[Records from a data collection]
--------------------------------------------------

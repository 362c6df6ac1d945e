//! Storage layer: one addressable snapshot per session key.

pub mod firestore;
pub mod local;
pub mod memory;

pub use firestore::FirestoreStore;
pub use local::LocalFileStore;
pub use memory::MemoryStore;

use async_trait::async_trait;
use tokio::sync::mpsc;
use tokio::task::JoinHandle;

use crate::error::Result;
use crate::models::DiaryDocument;

/// Collection names as constants.
pub mod collections {
    pub const USERS: &str = "users";
}

/// State of one persisted diary document at a point in time.
#[derive(Debug, Clone, Default, PartialEq, Eq)]
pub struct Snapshot {
    /// Whether the document exists in the store at all
    pub exists: bool,
    pub data: DiaryDocument,
}

impl Snapshot {
    /// Snapshot of a key with no persisted document yet.
    pub fn absent() -> Self {
        Self::default()
    }

    pub fn of(data: DiaryDocument) -> Self {
        Self { exists: true, data }
    }
}

/// Cancellable handle on an inbound snapshot stream.
///
/// Yields snapshots in delivery order, starting with the current state
/// of the key. Dropping the subscription aborts any backend listener
/// tasks, so no listeners outlive the session that opened them.
pub struct Subscription {
    receiver: mpsc::Receiver<Snapshot>,
    tasks: Vec<JoinHandle<()>>,
}

impl Subscription {
    pub fn new(receiver: mpsc::Receiver<Snapshot>, tasks: Vec<JoinHandle<()>>) -> Self {
        Self { receiver, tasks }
    }

    /// Next inbound snapshot; `None` once the stream is closed.
    pub async fn recv(&mut self) -> Option<Snapshot> {
        self.receiver.recv().await
    }

    /// Stop the stream and abort backend listener tasks.
    pub fn cancel(&mut self) {
        self.receiver.close();
        for task in self.tasks.drain(..) {
            task.abort();
        }
    }
}

impl Drop for Subscription {
    fn drop(&mut self) {
        self.cancel();
    }
}

/// A store holding one diary document per key.
///
/// Backends differ in transport only; the sync bridge is agnostic to
/// how a key maps onto the underlying storage.
#[async_trait]
pub trait SnapshotStore: Send + Sync {
    /// Open an inbound snapshot stream for `key`.
    async fn subscribe(&self, key: &str) -> Result<Subscription>;

    /// Persist the full document for `key`, replacing the previous copy.
    async fn write(&self, key: &str, doc: &DiaryDocument) -> Result<()>;
}
// SPDX-License-Identifier: MIT
// Copyright 2026 Roland Dreier <roland@rolandd.dev>

//! Nikki Diary driver
//!
//! Line-oriented front-end over the diary core: log in with a
//! username, record activities, list and filter them, export rows for
//! a spreadsheet sink. Rendering stays plain text; everything of
//! substance lives in the library.

use std::io::Write as _;
use std::sync::Arc;
use std::time::Duration;

use tokio::io::{AsyncBufReadExt, BufReader, Lines, Stdin};
use tracing_subscriber::{layer::SubscriberExt, util::SubscriberInitExt};

use nikki_diary::config::{Config, StorageBackend};
use nikki_diary::db::{FirestoreStore, LocalFileStore, SnapshotStore};
use nikki_diary::services::diary::{self, DateFilter};
use nikki_diary::session::Session;
use nikki_diary::time_utils;

const EXPORT_PATH: &str = "diary_export.json";

#[tokio::main]
async fn main() -> anyhow::Result<()> {
    init_logging();

    let config = Config::from_env()?;
    let store = build_store(&config).await?;
    tracing::info!(backend = ?config.backend, "Starting Nikki Diary");

    println!("Nikki Diary - type 'help' for commands.");

    let mut lines = BufReader::new(tokio::io::stdin()).lines();
    let mut session: Option<Session> = None;

    prompt(session.as_ref())?;
    while let Some(line) = lines.next_line().await? {
        let line = line.trim().to_string();
        if line.is_empty() {
            prompt(session.as_ref())?;
            continue;
        }
        if line == "quit" || line == "exit" {
            break;
        }

        if let Err(e) = dispatch(&line, &mut session, &store, &config, &mut lines).await {
            println!("error: {}", e);
        }
        prompt(session.as_ref())?;
    }

    if let Some(active) = session.take() {
        active.logout();
    }
    Ok(())
}

async fn dispatch(
    line: &str,
    session: &mut Option<Session>,
    store: &Arc<dyn SnapshotStore>,
    config: &Config,
    lines: &mut Lines<BufReader<Stdin>>,
) -> anyhow::Result<()> {
    let (command, rest) = line.split_once(' ').unwrap_or((line, ""));
    let rest = rest.trim();

    match command {
        "help" => print_help(),
        "login" => {
            if let Some(previous) = session.take() {
                previous.logout();
            }
            let new_session = Session::login(store.clone(), config, rest).await?;
            println!("Logged in as {}.", new_session.username());
            *session = Some(new_session);
        }
        "logout" => match session.take() {
            Some(active) => {
                println!("Goodbye, {}.", active.username());
                active.logout();
            }
            None => println!("Not logged in."),
        },
        "add" => {
            let active = require_session(session)?;
            let (date, start, end, description) = split_activity_args(rest)?;
            let activity = active.add_activity(date, start, end, description)?;
            println!("Added {} [{}].", activity.description, activity.id);
        }
        "edit" => {
            let active = require_session(session)?;
            let (id, rest) = rest
                .split_once(' ')
                .ok_or_else(|| anyhow::anyhow!("usage: edit <id> <date> <start> <end> <description>"))?;
            let (date, start, end, description) = split_activity_args(rest.trim())?;
            let activity = active.update_activity(id, date, start, end, description)?;
            println!("Updated {} [{}].", activity.description, activity.id);
        }
        "delete" => {
            let active = require_session(session)?;
            let id = rest;
            if id.is_empty() {
                anyhow::bail!("usage: delete <id>");
            }
            print!("Delete this activity? [y/N] ");
            std::io::stdout().flush()?;
            let answer = lines.next_line().await?.unwrap_or_default();
            if matches!(answer.trim().to_ascii_lowercase().as_str(), "y" | "yes") {
                active.delete_activity(id)?;
                println!("Deleted.");
            } else {
                println!("Kept.");
            }
        }
        "list" => {
            let active = require_session(session)?;
            let filter = parse_filter(rest);
            print_activities(&active.filtered(&filter));
        }
        "dates" => {
            let active = require_session(session)?;
            for date in active.unique_dates() {
                println!("{}  {}", date, time_utils::format_date_label(&date));
            }
        }
        "export" => {
            let active = require_session(session)?;
            let filter = parse_filter(rest);
            let rows = active.export_rows(&filter);
            let json = serde_json::to_vec_pretty(&rows)?;
            tokio::fs::write(EXPORT_PATH, json).await?;
            println!("Wrote {} rows to {}.", rows.len(), EXPORT_PATH);
        }
        "state" => {
            let active = require_session(session)?;
            println!("{:?}", active.sync_state());
        }
        _ => println!("Unknown command {:?}; type 'help'.", command),
    }

    Ok(())
}

fn require_session<'a>(session: &'a Option<Session>) -> anyhow::Result<&'a Session> {
    session
        .as_ref()
        .ok_or_else(|| anyhow::anyhow!("not logged in; use 'login <username>'"))
}

/// Split `<date> <start> <end> <description...>`; the description keeps
/// its internal whitespace.
fn split_activity_args(rest: &str) -> anyhow::Result<(&str, &str, &str, &str)> {
    let mut parts = rest.splitn(4, ' ');
    match (parts.next(), parts.next(), parts.next(), parts.next()) {
        (Some(date), Some(start), Some(end), Some(description)) if !description.trim().is_empty() => {
            Ok((date, start, end, description.trim()))
        }
        _ => anyhow::bail!("usage: <date> <start> <end> <description>"),
    }
}

fn parse_filter(arg: &str) -> DateFilter {
    if arg.is_empty() {
        DateFilter::All
    } else {
        DateFilter::from_arg(arg)
    }
}

fn print_activities(records: &[nikki_diary::models::Activity]) {
    if records.is_empty() {
        println!("No activities.");
        return;
    }
    for (date, group) in diary::group_by_date(records) {
        println!("{}", time_utils::format_date_label(&date));
        for activity in group {
            println!(
                "  {}-{}  {}  [{}]",
                activity.start_time, activity.end_time, activity.description, activity.id
            );
        }
    }
}

fn print_help() {
    println!(
        "\
login <username>                          start a session
logout                                    end the session
add <date> <start> <end> <description>    add an activity (e.g. add 2024-01-10 09:00 10:00 Gym)
edit <id> <date> <start> <end> <desc>     edit an activity
delete <id>                               delete an activity (asks first)
list [date|all]                           list activities, optionally for one date
dates                                     list dates that have activities
export [date|all]                         write export rows to {EXPORT_PATH}
state                                     show sync state
quit                                      exit"
    );
}

fn prompt(session: Option<&Session>) -> std::io::Result<()> {
    match session {
        Some(active) => print!("{}> ", active.username()),
        None => print!("> "),
    }
    std::io::stdout().flush()
}

async fn build_store(config: &Config) -> anyhow::Result<Arc<dyn SnapshotStore>> {
    match config.backend {
        StorageBackend::Firestore => {
            let store = FirestoreStore::connect(
                &config.gcp_project_id,
                Duration::from_secs(config.poll_interval_secs),
            )
            .await?;
            Ok(Arc::new(store))
        }
        StorageBackend::Local => Ok(Arc::new(LocalFileStore::new(config.data_dir.clone()))),
    }
}

/// Initialize structured logging.
fn init_logging() {
    let format = tracing_subscriber::fmt::layer().with_target(false);

    tracing_subscriber::registry()
        .with(
            tracing_subscriber::EnvFilter::from_default_env()
                .add_directive("nikki_diary=debug".parse().unwrap())
                .add_directive("warn".parse().unwrap()),
        )
        .with(format)
        .init();
}
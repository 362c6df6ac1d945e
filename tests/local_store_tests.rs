// SPDX-License-Identifier: MIT
// Copyright 2026 Roland Dreier <roland@rolandd.dev>

//! Local file backend: document round-trips and a full session over
//! the simpler deployment variant.

mod common;

use std::sync::Arc;

use nikki_diary::db::{LocalFileStore, SnapshotStore};
use nikki_diary::models::DiaryDocument;
use nikki_diary::session::Session;

use common::{activity, settle, test_config};

#[tokio::test]
async fn test_get_returns_none_for_absent_key() {
    let dir = tempfile::tempdir().unwrap();
    let store = LocalFileStore::new(dir.path());
    assert!(store.get("ana").await.unwrap().is_none());
}

#[tokio::test]
async fn test_write_then_get_round_trips() {
    let dir = tempfile::tempdir().unwrap();
    let store = LocalFileStore::new(dir.path());

    let doc = DiaryDocument {
        activities: vec![activity("a", "2024-01-10", "09:00", "10:00", "Gym")],
        last_updated: Some("2024-01-10T12:00:00Z".to_string()),
    };
    store.write("ana", &doc).await.unwrap();

    let loaded = store.get("ana").await.unwrap().expect("document exists");
    assert_eq!(loaded, doc);
}

#[tokio::test]
async fn test_awkward_usernames_map_to_distinct_files() {
    let dir = tempfile::tempdir().unwrap();
    let store = LocalFileStore::new(dir.path());

    let doc = DiaryDocument::default();
    store.write("ana/../ben", &doc).await.unwrap();
    store.write("ana", &doc).await.unwrap();

    assert!(store.get("ana/../ben").await.unwrap().is_some());
    assert!(store.get("ana").await.unwrap().is_some());
    // Both files live inside the data dir; the encoded name cannot
    // escape it.
    let entries = std::fs::read_dir(dir.path()).unwrap().count();
    assert_eq!(entries, 2);
}

#[tokio::test]
async fn test_subscription_delivers_initial_snapshot_only() {
    let dir = tempfile::tempdir().unwrap();
    let store = LocalFileStore::new(dir.path());

    let mut sub = store.subscribe("ana").await.unwrap();
    let snapshot = sub.recv().await.unwrap();
    assert!(!snapshot.exists);
    assert!(sub.recv().await.is_none());
}

#[tokio::test]
async fn test_session_persists_across_logins() {
    let dir = tempfile::tempdir().unwrap();
    let store: Arc<dyn SnapshotStore> = Arc::new(LocalFileStore::new(dir.path()));
    let config = test_config();

    let session = Session::login(store.clone(), &config, "ana").await.unwrap();
    settle().await;
    session
        .add_activity("2024-01-10", "09:00", "10:00", "Gym")
        .unwrap();
    settle().await;
    session.logout();

    // A fresh session under the same name sees the persisted diary.
    let session = Session::login(store, &config, "ana").await.unwrap();
    settle().await;
    let records = session.activities();
    assert_eq!(records.len(), 1);
    assert_eq!(records[0].description, "Gym");
    session.logout();
}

--------------------------------------------------

**Directions:**
Find and copy each line above that includes the string "recv".

**Result of the exercise:**
    pub async fn recv(&mut self) -> Option<Snapshot> {
        self.receiver.recv().await
    let snapshot = sub.recv().await.unwrap();
    assert!(sub.recv().await.is_none());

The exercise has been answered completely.